What you should do:
From the first line to the last, copy the material exactly.

The records:

# # # #

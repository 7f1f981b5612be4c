//! One-shot provisioning of the rendering toolchain.
//!
//! Steps run in order inside the package directory. A failing step is logged
//! and recorded, and the remaining steps still run.

use std::{path::PathBuf, process::Command, time::Duration};

use tracing::{debug, info, warn};

use super::process::{Toolchain, describe, run};

/// A single provisioning command.
#[derive(Debug, Clone, PartialEq, Eq)]
pub struct ProvisionStep {
    pub name: &'static str,
    pub program: PathBuf,
    pub args: Vec<String>,
}

impl ProvisionStep {
    fn command(&self, toolchain: &Toolchain) -> Command {
        let mut command = Command::new(&self.program);
        command.args(&self.args).current_dir(toolchain.package_dir());
        command
    }
}

/// Outcome of one step.
#[derive(Debug, Clone, PartialEq, Eq)]
pub struct StepOutcome {
    pub name: &'static str,
    pub command: String,
    pub exit_code: Option<i32>,
    pub succeeded: bool,
}

#[derive(Debug, Clone, Default, PartialEq, Eq)]
pub struct InstallReport {
    pub steps: Vec<StepOutcome>,
}

impl InstallReport {
    pub fn succeeded(&self) -> bool {
        self.steps.iter().all(|step| step.succeeded)
    }

    pub fn failed_steps(&self) -> impl Iterator<Item = &StepOutcome> {
        self.steps.iter().filter(|step| !step.succeeded)
    }
}

/// Node dependency install followed by the headless browser download.
pub fn default_steps(toolchain: &Toolchain) -> Vec<ProvisionStep> {
    vec![
        ProvisionStep {
            name: "npm-install",
            program: toolchain.npm().to_path_buf(),
            args: vec!["install".to_string()],
        },
        ProvisionStep {
            name: "browser-install",
            program: toolchain.npx().to_path_buf(),
            args: ["puppeteer", "browsers", "install", "chrome-headless-shell"]
                .into_iter()
                .map(String::from)
                .collect(),
        },
    ]
}

/// Run `steps` best-effort, never stopping at a failed step.
pub fn run_steps(
    toolchain: &Toolchain,
    steps: &[ProvisionStep],
    timeout: Option<Duration>,
) -> InstallReport {
    let mut report = InstallReport::default();

    for step in steps {
        let mut command = step.command(toolchain);
        let rendered = describe(&command);
        debug!(
            target = "infra::provision",
            op = "provision::run_step",
            step = step.name,
            command = %rendered,
            package_dir = %toolchain.package_dir().display(),
            "Provisioning command"
        );

        let outcome = match run(&mut command, timeout) {
            Ok(output) => {
                let succeeded = output.status.success();
                let exit_code = output.status.code();
                if succeeded {
                    info!(
                        target = "infra::provision",
                        op = "provision::run_step",
                        result = "ok",
                        step = step.name,
                        elapsed_ms = output.elapsed.as_millis() as u64,
                        output = %output.stdout_lossy(),
                        "Provisioning step finished"
                    );
                } else {
                    warn!(
                        target = "infra::provision",
                        op = "provision::run_step",
                        result = "error",
                        step = step.name,
                        exit_code = exit_code.map(i64::from).unwrap_or(-1),
                        output = %output.stdout_lossy(),
                        stderr = %output.stderr_lossy(),
                        "Provisioning step failed; continuing"
                    );
                }
                StepOutcome {
                    name: step.name,
                    command: rendered,
                    exit_code,
                    succeeded,
                }
            }
            Err(err) => {
                warn!(
                    target = "infra::provision",
                    op = "provision::run_step",
                    result = "error",
                    step = step.name,
                    error = %err,
                    "Provisioning step could not run; continuing"
                );
                StepOutcome {
                    name: step.name,
                    command: rendered,
                    exit_code: None,
                    succeeded: false,
                }
            }
        };
        report.steps.push(outcome);
    }

    report
}
//! Mermaid rendering through the mermaid CLI.
//!
//! [`MermaidService`] is the entry point: it derives a content-addressed key
//! for each request, consults the result cache, and only spawns `mmdc` on a
//! miss. Tool configs are materialized into the work directory on demand.

mod embed;
mod error;
mod filters;
mod materialize;
mod service;

pub use embed::{EmbedMode, embed};
pub use error::RenderError;
pub use filters::{FilterContext, FilterOutcome, apply_chain};
pub use materialize::{ConfigMaterializer, ConfigStyle, WriteOutcome};
pub use service::{
    MermaidService, PUPPETEER_CONFIG_FILE, RenderOptions, SVGO_CONFIG_FILE, install,
};
use std::sync::{RwLock, RwLockReadGuard, RwLockWriteGuard};

use tracing::warn;

pub(crate) fn rw_read<'a, T>(
    lock: &'a RwLock<T>,
    target: &'static str,
    op: &'static str,
) -> RwLockReadGuard<'a, T> {
    match lock.read() {
        Ok(guard) => guard,
        Err(poisoned) => {
            warn!(
                op,
                target_module = target,
                lock_kind = "rwlock.read",
                result = "poisoned_recovered",
                hint = "cached blobs are immutable, recovered state is still usable",
                "Recovered from poisoned result cache lock"
            );
            poisoned.into_inner()
        }
    }
}

pub(crate) fn rw_write<'a, T>(
    lock: &'a RwLock<T>,
    target: &'static str,
    op: &'static str,
) -> RwLockWriteGuard<'a, T> {
    match lock.write() {
        Ok(guard) => guard,
        Err(poisoned) => {
            warn!(
                op,
                target_module = target,
                lock_kind = "rwlock.write",
                result = "poisoned_recovered",
                hint = "cached blobs are immutable, recovered state is still usable",
                "Recovered from poisoned result cache lock"
            );
            poisoned.into_inner()
        }
    }
}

# # # #

Answer space:
repository 7f1f981b5612be4c
//! One-shot provisioning of the rendering toolchain.
//!
//! Steps run in order inside the package directory. A failing step is logged
//! and recorded, and the remaining steps still run.

use std::{path::PathBuf, process::Command, time::Duration};

use tracing::{debug, info, warn};

use super::process::{Toolchain, describe, run};

/// A single provisioning command.
#[derive(Debug, Clone, PartialEq, Eq)]
pub struct ProvisionStep {
    pub name: &'static str,
    pub program: PathBuf,
    pub args: Vec<String>,
}

impl ProvisionStep {
    fn command(&self, toolchain: &Toolchain) -> Command {
        let mut command = Command::new(&self.program);
        command.args(&self.args).current_dir(toolchain.package_dir());
        command
    }
}

/// Outcome of one step.
#[derive(Debug, Clone, PartialEq, Eq)]
pub struct StepOutcome {
    pub name: &'static str,
    pub command: String,
    pub exit_code: Option<i32>,
    pub succeeded: bool,
}

#[derive(Debug, Clone, Default, PartialEq, Eq)]
pub struct InstallReport {
    pub steps: Vec<StepOutcome>,
}

impl InstallReport {
    pub fn succeeded(&self) -> bool {
        self.steps.iter().all(|step| step.succeeded)
    }

    pub fn failed_steps(&self) -> impl Iterator<Item = &StepOutcome> {
        self.steps.iter().filter(|step| !step.succeeded)
    }
}

/// Node dependency install followed by the headless browser download.
pub fn default_steps(toolchain: &Toolchain) -> Vec<ProvisionStep> {
    vec![
        ProvisionStep {
            name: "npm-install",
            program: toolchain.npm().to_path_buf(),
            args: vec!["install".to_string()],
        },
        ProvisionStep {
            name: "browser-install",
            program: toolchain.npx().to_path_buf(),
            args: ["puppeteer", "browsers", "install", "chrome-headless-shell"]
                .into_iter()
                .map(String::from)
                .collect(),
        },
    ]
}

/// Run `steps` best-effort, never stopping at a failed step.
pub fn run_steps(
    toolchain: &Toolchain,
    steps: &[ProvisionStep],
    timeout: Option<Duration>,
) -> InstallReport {
    let mut report = InstallReport::default();

    for step in steps {
        let mut command = step.command(toolchain);
        let rendered = describe(&command);
        debug!(
            target = "infra::provision",
            op = "provision::run_step",
            step = step.name,
            command = %rendered,
            package_dir = %toolchain.package_dir().display(),
            "Provisioning command"
        );

        let outcome = match run(&mut command, timeout) {
            Ok(output) => {
                let succeeded = output.status.success();
                let exit_code = output.status.code();
                if succeeded {
                    info!(
                        target = "infra::provision",
                        op = "provision::run_step",
                        result = "ok",
                        step = step.name,
                        elapsed_ms = output.elapsed.as_millis() as u64,
                        output = %output.stdout_lossy(),
                        "Provisioning step finished"
                    );
                } else {
                    warn!(
                        target = "infra::provision",
                        op = "provision::run_step",
                        result = "error",
                        step = step.name,
                        exit_code = exit_code.map(i64::from).unwrap_or(-1),
                        output = %output.stdout_lossy(),
                        stderr = %output.stderr_lossy(),
                        "Provisioning step failed; continuing"
                    );
                }
                StepOutcome {
                    name: step.name,
                    command: rendered,
                    exit_code,
                    succeeded,
                }
            }
            Err(err) => {
                warn!(
                    target = "infra::provision",
                    op = "provision::run_step",
                    result = "error",
                    step = step.name,
                    error = %err,
                    "Provisioning step could not run; continuing"
                );
                StepOutcome {
                    name: step.name,
                    command: rendered,
                    exit_code: None,
                    succeeded: false,
                }
            }
        };
        report.steps.push(outcome);
    }

    report
}
//! Mermaid rendering through the mermaid CLI.
//!
//! [`MermaidService`] is the entry point: it derives a content-addressed key
//! for each request, consults the result cache, and only spawns `mmdc` on a
//! miss. Tool configs are materialized into the work directory on demand.

mod embed;
mod error;
mod filters;
mod materialize;
mod service;

pub use embed::{EmbedMode, embed};
pub use error::RenderError;
pub use filters::{FilterContext, FilterOutcome, apply_chain};
pub use materialize::{ConfigMaterializer, ConfigStyle, WriteOutcome};
pub use service::{
    MermaidService, PUPPETEER_CONFIG_FILE, RenderOptions, SVGO_CONFIG_FILE, install,
};
use std::sync::{RwLock, RwLockReadGuard, RwLockWriteGuard};

use tracing::warn;

pub(crate) fn rw_read<'a, T>(
    lock: &'a RwLock<T>,
    target: &'static str,
    op: &'static str,
) -> RwLockReadGuard<'a, T> {
    match lock.read() {
        Ok(guard) => guard,
        Err(poisoned) => {
            warn!(
                op,
                target_module = target,
                lock_kind = "rwlock.read",
                result = "poisoned_recovered",
                hint = "cached blobs are immutable, recovered state is still usable",
                "Recovered from poisoned result cache lock"
            );
            poisoned.into_inner()
        }
    }
}

pub(crate) fn rw_write<'a, T>(
    lock: &'a RwLock<T>,
    target: &'static str,
    op: &'static str,
) -> RwLockWriteGuard<'a, T> {
    match lock.write() {
        Ok(guard) => guard,
        Err(poisoned) => {
            warn!(
                op,
                target_module = target,
                lock_kind = "rwlock.write",
                result = "poisoned_recovered",
                hint = "cached blobs are immutable, recovered state is still usable",
                "Recovered from poisoned result cache lock"
            );
            poisoned.into_inner()
        }
    }
}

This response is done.